# What eats hair algae?



## doug737

Over the past week my 15g has developed hair algae! i have 7 amano shrimp in the tank but they dont seem to eat it. do otocinclus eat this kind of algae? are there any other small aisan fish that will eat this? these are the plants.

jave fern and moss
rotala indica
crypt wendtii bronze
crypt petchii
nymphaea stellata rubra
hygrophila corymbosa

the rotala and bronze wendtii seem to be getting it the most and the java ferns. i have diy co2 and dose flourish and leafzone weekly under 55w. could this be a nutrient imbalance? i would like to wait and see if it goes away on its own but i fear it will spread even more. sorry for the long post but any help would be great thanks!


----------



## jerime

Hair algae usually appears due to iron excess in the water (a consequence of over fertilizing or usage of well water).
You can lower your iron fert. for few days.
Fish that will eat this are SAE, Tiger Barb & FFF (Florida Flag Fish).


----------



## HeyPK

I thought rosy barbs, not tiger barbs, ate hair algae.


----------



## dennis

Welcome Doug,

IME/O hair algae is not due as much to an excess of Fe as it is due to good growth conditions that are a littl eout of balance. Generally I have found that when my CO2 was not consistant, or the levels drop to low, then the algae can get a foothold. Make sure that your CO2 is positivle in the 20-30 range, 30 is better. This might be hard to do but you just may need to run 2 generators and switch them in alternat weeks, figure out abetter way of saturating the water, etc. Look to your CO2 first, then make sure your P/NO3 levels are good. DIY CO2 and high light is asking for trouble if your CO2 gets low.

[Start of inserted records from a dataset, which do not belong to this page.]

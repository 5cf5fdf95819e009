//! Extension-based MIME guessing.

use std::path::Path;

pub const DEFAULT_MIME: &str = "application/octet-stream";

const MIME_TABLE: &[(&str, &str)] = &[
    ("bin", "application/octet-stream"),
    ("exe", "application/x-msdownload"),
    ("dll", "application/x-msdownload"),
    ("so", "application/x-sharedlib"),
    ("elf", "application/x-executable"),
    ("zip", "application/zip"),
    ("gz", "application/gzip"),
    ("tar", "application/x-tar"),
    ("7z", "application/x-7z-compressed"),
    ("pdf", "application/pdf"),
    ("json", "application/json"),
    ("xml", "application/xml"),
    ("wasm", "application/wasm"),
    ("sqlite", "application/vnd.sqlite3"),
    ("db", "application/vnd.sqlite3"),
    ("png", "image/png"),
    ("jpg", "image/jpeg"),
    ("jpeg", "image/jpeg"),
    ("gif", "image/gif"),
    ("webp", "image/webp"),
    ("bmp", "image/bmp"),
    ("ico", "image/vnd.microsoft.icon"),
    ("svg", "image/svg+xml"),
    ("mp3", "audio/mpeg"),
    ("wav", "audio/wav"),
    ("ogg", "audio/ogg"),
    ("flac", "audio/flac"),
    ("mp4", "video/mp4"),
    ("webm", "video/webm"),
    ("mkv", "video/x-matroska"),
    ("txt", "text/plain"),
    ("md", "text/markdown"),
    ("csv", "text/csv"),
    ("html", "text/html"),
    ("htm", "text/html"),
    ("css", "text/css"),
    ("js", "text/javascript"),
    ("py", "text/x-python"),
    ("c", "text/x-c"),
    ("h", "text/x-c"),
    ("rs", "text/x-rust"),
];

/// Guess a MIME type from a file name's extension (case-insensitive).
pub fn guess_mime(name: &str) -> &'static str {
    let ext = match Path::new(name).extension().and_then(|e| e.to_str()) {
        Some(ext) => ext.to_ascii_lowercase(),
        None => return DEFAULT_MIME,
    };

    MIME_TABLE
        .iter()
        .find(|(known, _)| *known == ext)
        .map(|(_, mime)| *mime)
        .unwrap_or(DEFAULT_MIME)
}

#[cfg(test)]
mod tests {
    use super::*;

    #[test]
    fn test_known_extensions() {
        assert_eq!(guess_mime("photo.PNG"), "image/png");
        assert_eq!(guess_mime("dir/archive.tar"), "application/x-tar");
        assert_eq!(guess_mime("notes.md"), "text/markdown");
    }

    #[test]
    fn test_unknown_or_missing_extension() {
        assert_eq!(guess_mime("firmware.xyz"), DEFAULT_MIME);
        assert_eq!(guess_mime("Makefile"), DEFAULT_MIME);
        assert_eq!(guess_mime(".bashrc"), DEFAULT_MIME);
    }
}
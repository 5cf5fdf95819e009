//! In-memory file library for the converter.
//!
//! Records are kept newest first. Adding a record selects it; removing the
//! selected record moves the selection to the first remaining one.

mod mime;
mod record;

pub use mime::{guess_mime, DEFAULT_MIME};
pub use record::{FileRecord, ScriptState, SCRIPT_WAITING};

use tracing::debug;

#[derive(Debug, Default)]
pub struct FileLibrary {
    files: Vec<FileRecord>,
    active_id: Option<String>,
}

impl FileLibrary {
    pub fn new() -> Self {
        Self::default()
    }

    /// Insert at the front and select it.
    pub fn add(&mut self, record: FileRecord) -> &FileRecord {
        self.active_id = Some(record.id.clone());
        self.files.insert(0, record);
        &self.files[0]
    }

    /// Remove a record by id.
    pub fn remove(&mut self, id: &str) -> Option<FileRecord> {
        let index = self.files.iter().position(|f| f.id == id)?;
        let removed = self.files.remove(index);
        if self.active_id.as_deref() == Some(id) {
            self.active_id = self.files.first().map(|f| f.id.clone());
        }
        debug!(id, remaining = self.files.len(), "file removed from library");
        Some(removed)
    }

    /// Select a record. Unknown ids leave the selection alone.
    pub fn select(&mut self, id: &str) -> bool {
        if self.files.iter().any(|f| f.id == id) {
            self.active_id = Some(id.to_string());
            true
        } else {
            false
        }
    }

    pub fn select_next(&mut self) {
        self.step(1);
    }

    pub fn select_prev(&mut self) {
        self.step(self.files.len().saturating_sub(1));
    }

    fn step(&mut self, by: usize) {
        if self.files.is_empty() {
            return;
        }
        let next = self
            .active_index()
            .map(|i| (i + by) % self.files.len())
            .unwrap_or(0);
        self.active_id = Some(self.files[next].id.clone());
    }

    pub fn active(&self) -> Option<&FileRecord> {
        let id = self.active_id.as_deref()?;
        self.get(id)
    }

    pub fn active_id(&self) -> Option<&str> {
        self.active_id.as_deref()
    }

    pub fn active_index(&self) -> Option<usize> {
        let id = self.active_id.as_deref()?;
        self.files.iter().position(|f| f.id == id)
    }

    pub fn get(&self, id: &str) -> Option<&FileRecord> {
        self.files.iter().find(|f| f.id == id)
    }

    /// Store a finished script. Returns false if the file is gone.
    pub fn set_script(&mut self, id: &str, script: String) -> bool {
        match self.files.iter_mut().find(|f| f.id == id) {
            Some(record) => {
                record.script = ScriptState::Ready(script);
                true
            }
            None => false,
        }
    }

    pub fn files(&self) -> &[FileRecord] {
        &self.files
    }

    pub fn len(&self) -> usize {
        self.files.len()
    }

    pub fn is_empty(&self) -> bool {
        self.files.is_empty()
    }
}

#[cfg(test)]
mod tests {
    use super::*;

    fn record(name: &str) -> FileRecord {
        FileRecord::from_bytes(name, None, name.as_bytes().to_vec())
    }

    #[test]
    fn test_add_is_newest_first_and_selects() {
        let mut library = FileLibrary::new();
        let a = library.add(record("a")).id.clone();
        let b = library.add(record("b")).id.clone();

        assert_eq!(library.files()[0].id, b);
        assert_eq!(library.files()[1].id, a);
        assert_eq!(library.active_id(), Some(b.as_str()));
    }

    #[test]
    fn test_remove_active_selects_first_remaining() {
        let mut library = FileLibrary::new();
        let a = library.add(record("a")).id.clone();
        let b = library.add(record("b")).id.clone();
        let c = library.add(record("c")).id.clone();

        library.select(&a);
        library.remove(&a);
        assert_eq!(library.active_id(), Some(c.as_str()));

        library.remove(&b);
        assert_eq!(library.active_id(), Some(c.as_str()));

        library.remove(&c);
        assert!(library.active().is_none());
        assert!(library.is_empty());
    }

    #[test]
    fn test_remove_unknown() {
        let mut library = FileLibrary::new();
        library.add(record("a"));
        assert!(library.remove("nope").is_none());
        assert_eq!(library.len(), 1);
    }

    #[test]
    fn test_select_unknown_keeps_selection() {
        let mut library = FileLibrary::new();
        let a = library.add(record("a")).id.clone();
        assert!(!library.select("nope"));
        assert_eq!(library.active_id(), Some(a.as_str()));
    }

    #[test]
    fn test_select_next_prev_wrap() {
        let mut library = FileLibrary::new();
        let a = library.add(record("a")).id.clone();
        let b = library.add(record("b")).id.clone();

        assert_eq!(library.active_id(), Some(b.as_str()));
        library.select_next();
        assert_eq!(library.active_id(), Some(a.as_str()));
        library.select_next();
        assert_eq!(library.active_id(), Some(b.as_str()));
        library.select_prev();
        assert_eq!(library.active_id(), Some(a.as_str()));
    }

    #[test]
    fn test_set_script() {
        let mut library = FileLibrary::new();
        let a = library.add(record("a")).id.clone();

        assert!(library.set_script(&a, "print(1)".to_string()));
        assert_eq!(library.get(&a).unwrap().smart_script(), "print(1)");

        library.remove(&a);
        assert!(!library.set_script(&a, "late".to_string()));
    }
}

I know Amano shrimp will eat the stuff. I put 5 in my 10 gallon and it was clean in a week. I never really saw them doing anything but everytime I looked, there was less Are you sure you have hair algae and not BBA. Can you post a pic.

Also, try to use the "I need help template". I really is helpful, the more info you give, the easier it is to be helpful


----------



## MatPat

My hair/thread algae was caused (I believe) by the addition of Substrate Gold to regular (read "large") aquarium gravel. The tank had been running for about 5 years when I converted it to a plant tank. 

The S.G. seeped into the water column and gave my water an orange, cloudy tint for about 6 weeks and lots of thread/hair algae. I tried using a micron filter on it but the filter would clog in a matter of hours. I finally gave up and switched out the substrate to Eco Complete and continued "harvesting" the algae with a toothbrush every day. I also added SAE's and Amano shrimp. 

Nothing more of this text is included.